In my last technical post I mentioned that we were trying to recognize the character “A”. Not too difficult for a sighted European human. Hard for Eeyore. Hard for AMI our document reading program.
It’s taken a bit longer than I thought. Here’s our “A”
Simple, isn’t it? It’s one colour – black. What could be simpler?

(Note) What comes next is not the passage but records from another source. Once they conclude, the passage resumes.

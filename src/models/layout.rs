//! Terminal grid layout model.
//!
//! A layout is an ordered sequence of row column-counts: `[3, 4]` means a
//! top row of three terminals above a bottom row of four. The identifier is
//! the sequence joined with commas ("3,4"); an older `ColsxRows` encoding
//! for uniform grids is migrated forward on read.

use anyhow::{bail, Result};

use crate::config::Config;
use crate::constants::MAX_TERMINALS;

/// Display name of the sentinel list entry that opens the custom-layout
/// input field instead of selecting a concrete layout.
pub const CUSTOM_ENTRY_NAME: &str = "Custom...";

/// A terminal grid layout.
#[derive(Debug, Clone, PartialEq, Eq, Default)]
pub struct Layout {
    /// Display name (e.g. "6 terminals")
    pub name: String,
    /// Column count per row, top to bottom
    pub row_cols: Vec<u32>,
    /// Bracket-grid description (e.g. "[ ][ ][ ] / [ ][ ][ ]")
    pub desc: String,
    /// True for layouts entered through the custom-layout field
    pub custom: bool,
}

impl Layout {
    /// Creates a built-in layout from a name and row sequence.
    fn builtin(name: &str, row_cols: Vec<u32>) -> Self {
        let desc = generate_desc(&row_cols);
        Self {
            name: name.to_string(),
            row_cols,
            desc,
            custom: false,
        }
    }

    /// Creates a custom layout from a parsed row sequence.
    ///
    /// The name is derived from the identifier ("Custom 3,4").
    #[must_use]
    pub fn custom(row_cols: Vec<u32>) -> Self {
        let desc = generate_desc(&row_cols);
        let name = format!("Custom {}", id(&row_cols));
        Self {
            name,
            row_cols,
            desc,
            custom: true,
        }
    }

    /// The sentinel entry that opens the custom-layout input field.
    #[must_use]
    pub fn custom_entry() -> Self {
        Self {
            name: CUSTOM_ENTRY_NAME.to_string(),
            row_cols: Vec::new(),
            desc: "Enter columns per row, e.g. 3,4".to_string(),
            custom: false,
        }
    }

    /// Returns true for the sentinel custom-entry item.
    #[must_use]
    pub fn is_custom_entry(&self) -> bool {
        self.name == CUSTOM_ENTRY_NAME && self.row_cols.is_empty()
    }

    /// Comma-joined layout identifier (e.g. "3,4").
    #[must_use]
    pub fn id(&self) -> String {
        id(&self.row_cols)
    }

    /// Total number of terminals across all rows.
    #[must_use]
    pub fn total_terminals(&self) -> u32 {
        self.row_cols.iter().sum()
    }

    /// Number of rows in the grid.
    #[must_use]
    pub fn num_rows(&self) -> usize {
        self.row_cols.len()
    }
}

/// Renders a row sequence as its comma-joined identifier.
#[must_use]
pub fn id(row_cols: &[u32]) -> String {
    row_cols
        .iter()
        .map(u32::to_string)
        .collect::<Vec<_>>()
        .join(",")
}

/// Renders a row sequence as a bracket-grid description, one `[ ]` per
/// terminal, rows joined with `" / "`.
#[must_use]
pub fn generate_desc(row_cols: &[u32]) -> String {
    row_cols
        .iter()
        .map(|&cols| "[ ]".repeat(cols as usize))
        .collect::<Vec<_>>()
        .join(" / ")
}

/// Parses a comma-separated row sequence like `"3,4"` into `[3, 4]`.
///
/// Whitespace around segments is trimmed and blank segments are skipped.
/// Fails if any segment is non-numeric or less than 1, if no segments
/// remain, or if the total exceeds [`MAX_TERMINALS`].
pub fn parse_row_cols(input: &str) -> Result<Vec<u32>> {
    let mut row_cols = Vec::new();
    let mut total: u32 = 0;
    for segment in input.split(',') {
        let segment = segment.trim();
        if segment.is_empty() {
            continue;
        }
        let n: u32 = match segment.parse() {
            Ok(n) if n >= 1 => n,
            _ => bail!("invalid row count: {segment:?}"),
        };
        row_cols.push(n);
        total = total.saturating_add(n);
    }
    if row_cols.is_empty() {
        bail!("layout has no rows");
    }
    if total > MAX_TERMINALS {
        bail!("layout opens {total} terminals, maximum is {MAX_TERMINALS}");
    }
    Ok(row_cols)
}

/// Converts a legacy `"ColsxRows"` identifier to the comma format.
///
/// `"3x2"` becomes `"3,3"`, `"2x1"` becomes `"2"`. Identifiers already in
/// the comma format (no `x`) pass through unchanged, as does anything that
/// fails to parse: old presets must keep resolving even when their layout
/// field is garbage.
#[must_use]
pub fn convert_legacy_id(layout_id: &str) -> String {
    let Some((cols_text, rows_text)) = layout_id.split_once('x') else {
        return layout_id.to_string();
    };
    let (Ok(cols), Ok(rows)) = (cols_text.parse::<u32>(), rows_text.parse::<u32>()) else {
        return layout_id.to_string();
    };
    if cols < 1 || rows < 1 {
        return layout_id.to_string();
    }
    id(&vec![cols; rows as usize])
}

/// Built-in layouts offered in single-project mode.
#[must_use]
pub fn builtin_layouts() -> Vec<Layout> {
    vec![
        Layout::builtin("2 terminals", vec![2]),
        Layout::builtin("4 terminals", vec![2, 2]),
        Layout::builtin("6 terminals", vec![3, 3]),
        Layout::builtin("8 terminals", vec![4, 4]),
    ]
}

/// Layouts offered in split-workspace mode: exactly two rows each, one row
/// band per project. Callers append the custom-entry sentinel themselves.
#[must_use]
pub fn split_layouts() -> Vec<Layout> {
    vec![
        Layout::builtin("4 terminals (2+2)", vec![2, 2]),
        Layout::builtin("6 terminals (3+3)", vec![3, 3]),
        Layout::builtin("8 terminals (4+4)", vec![4, 4]),
    ]
}

/// All selectable layouts: built-ins, then persisted custom layouts, then
/// the custom-entry sentinel.
#[must_use]
pub fn all_layouts(config: &Config) -> Vec<Layout> {
    let mut layouts = builtin_layouts();
    for custom in &config.custom_layouts {
        let desc = generate_desc(&custom.row_cols);
        layouts.push(Layout {
            name: custom.name.clone(),
            row_cols: custom.row_cols.clone(),
            desc,
            custom: true,
        });
    }
    layouts.push(Layout::custom_entry());
    layouts
}

#[cfg(test)]
mod tests {
    use super::*;
    use crate::config::CustomLayout;

    #[test]
    fn test_id_joins_with_commas() {
        assert_eq!(id(&[3, 4]), "3,4");
        assert_eq!(id(&[2]), "2");
        assert_eq!(id(&[1, 1, 1]), "1,1,1");
    }

    #[test]
    fn test_parse_row_cols_valid() {
        assert_eq!(parse_row_cols("3,4").unwrap(), vec![3, 4]);
        assert_eq!(parse_row_cols("2").unwrap(), vec![2]);
        // Whitespace and blank segments are tolerated
        assert_eq!(parse_row_cols(" 3, ,4 ").unwrap(), vec![3, 4]);
    }

    #[test]
    fn test_parse_row_cols_rejects_bad_input() {
        assert!(parse_row_cols("").is_err());
        assert!(parse_row_cols(",").is_err());
        assert!(parse_row_cols("a,2").is_err());
        assert!(parse_row_cols("0").is_err());
        assert!(parse_row_cols("-1,2").is_err());
        // Sum over the terminal ceiling
        assert!(parse_row_cols("10,10,1").is_err());
        assert!(parse_row_cols("10,10").is_ok());
    }

    #[test]
    fn test_parse_id_roundtrip() {
        for row_cols in [vec![2], vec![2, 2], vec![3, 4], vec![1, 2, 3, 4]] {
            assert_eq!(parse_row_cols(&id(&row_cols)).unwrap(), row_cols);
        }
    }

    #[test]
    fn test_convert_legacy_id() {
        assert_eq!(convert_legacy_id("3x2"), "3,3");
        assert_eq!(convert_legacy_id("2x1"), "2");
        assert_eq!(convert_legacy_id("4x2"), "4,4");
        // Comma format passes through
        assert_eq!(convert_legacy_id("3,4"), "3,4");
        assert_eq!(convert_legacy_id("2"), "2");
        // Unparseable legacy forms fail open
        assert_eq!(convert_legacy_id("ax2"), "ax2");
        assert_eq!(convert_legacy_id("2x"), "2x");
        assert_eq!(convert_legacy_id("0x3"), "0x3");
    }

    #[test]
    fn test_generate_desc() {
        assert_eq!(generate_desc(&[2]), "[ ][ ]");
        assert_eq!(generate_desc(&[3, 4]), "[ ][ ][ ] / [ ][ ][ ][ ]");
    }

    #[test]
    fn test_layout_totals() {
        let layout = Layout::custom(vec![3, 4]);
        assert_eq!(layout.total_terminals(), 7);
        assert_eq!(layout.num_rows(), 2);
        assert_eq!(layout.id(), "3,4");
        assert_eq!(layout.name, "Custom 3,4");
        assert!(layout.custom);
    }

    #[test]
    fn test_split_layouts_have_two_rows() {
        let layouts = split_layouts();
        assert!(!layouts.is_empty());
        for layout in layouts {
            assert_eq!(layout.num_rows(), 2, "split layout {}", layout.name);
        }
    }

    #[test]
    fn test_all_layouts_merges_custom() {
        let mut config = Config::new();
        config.custom_layouts.push(CustomLayout {
            name: "Custom 3,4".to_string(),
            row_cols: vec![3, 4],
        });
        let layouts = all_layouts(&config);
        assert!(layouts.iter().any(|l| l.id() == "3,4" && l.custom));
        // Sentinel is last
        assert!(layouts.last().unwrap().is_custom_entry());
    }
}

Well actually it isn’t one colour. it’s 255 shades of gray (I have given up and use US spelling for compsci things). or more correctly it’s a gradation from 0 (black, no light at all) to 255 (as white as you can get). Look closely and you will see “jaggies” which aren’t completely blank. They are there as “antialiasing” – a method to make it look nice for humans (and it works). Remember we aren’t allowed to draw straight lines – we have to use pixels. Many years ago – 1970 – we used pen plotters (Calcomp) or moving spots of light (Tektronix) to draw straight lines. The great Evans and Sutherland computers – for which modern structural biologists should be grateful – produced many of the classic protein structures with straight lines (vectors) during the 1980′s.
But then pixels came back – Silicon Graphics and desktops – and are almost universal. So we have to draw lines and circles with pixels. There are clever algorithms (I still marvel at Bresenham’s circle) but the output is for humans, not machines. A machine simply sees an array (about 30*36 = 1080) of white, grey and black pixels.
We’ve got to reconstruct the A. (AMI asks “Couldn’t the publishers publish proper A’s?”. “No AMI, they can’t, because they want to do the same thing they were doing 20 years ago – simulate paper”). Here’s a bit of it:
Remember “0″ is black and “255″ is white. You can see the SW corner of the A. I have to teach AMI how to recognise it.
AMI: Are all A’s the same size?
P. No. They can be as small as 7 pixels high (anything smaller is unreadable for humans).
AMI. Are they all the same aspect ratio?
P. No. Some are thin and some are fat.
AMI. Are all the lines the same width?
P. No. There’s Helvetica light (thin), Helvetica (medium) and HelveticaBold (thick)
AMI: Is the A always symmetrical?
P: No, it can be slanted (oblique, italic)
AMI: Are there other fonts besides Helvetica?
P. Zillions. At least ten thousand.
AMI: so you will have to teach me a hundred thousand fonts.
P. I can’t. Some of them are Copyright
AMI: That means you go to jail if you use them and redistribute them?
P. More or less.
AMI. I will not be able to recognise all As.
P. May of them are VERY similar. I will teach you how to recognise similar characters. First we have to convert them to gray.
AMI. I have some convertToGray() modules.
P. Good. Then we have to clip them.
AMI. That’s what you are writing now? Trimming off the white pixel edges.
P. That’s right.
AMI: But some are “nearly white” (240) is that white?
P: we shall set a heuristic cutoff – maybe 240, maybe higher.
AMI: How do you tell?
P. Trial and error. It’s very boring. What is worse is that I am doing some of the things for the first time.
AMI: But you should’nt make mistakes. That’s why we use JUnit and Maven and Jenkins.
P. But I don’t know what methods work best. Maybe Otsu? Maybe Hough? There is no single solution.
AMI. Perhaps you can get some hackers to help you. They might know more about Java Images.
P. Good idea. Java’s ImageIO is not very cuddly – for example a missing file does not throw FileNotFound, but NullPointer.
AMI. ARE THERE ANY JAVA IMAGE HACKERS WHO CAN HELP PM-R? You don’t need to know any chemistry!
P. Thanks AMI. Hackers, please leave a comment on the blog. And there’s a very exciting way of meeting them that I am not yet allowed to blog – a few days.
AMI. Communal knowledge makes projects go faster. I like having several people writing my code. We have good tools for keeping in synch.
P. I took days – an experienced image guru would have done this in a morning.
AMI. So we have clipped the images. Now we have to make them the same size?
P. Yes. And I found a very useful library Imgscalr.
AMI. Yes, you installed and tested it on a few characters . Did it work?
P. Seems to. Now we have to compute correlation… and then see how unique the results are.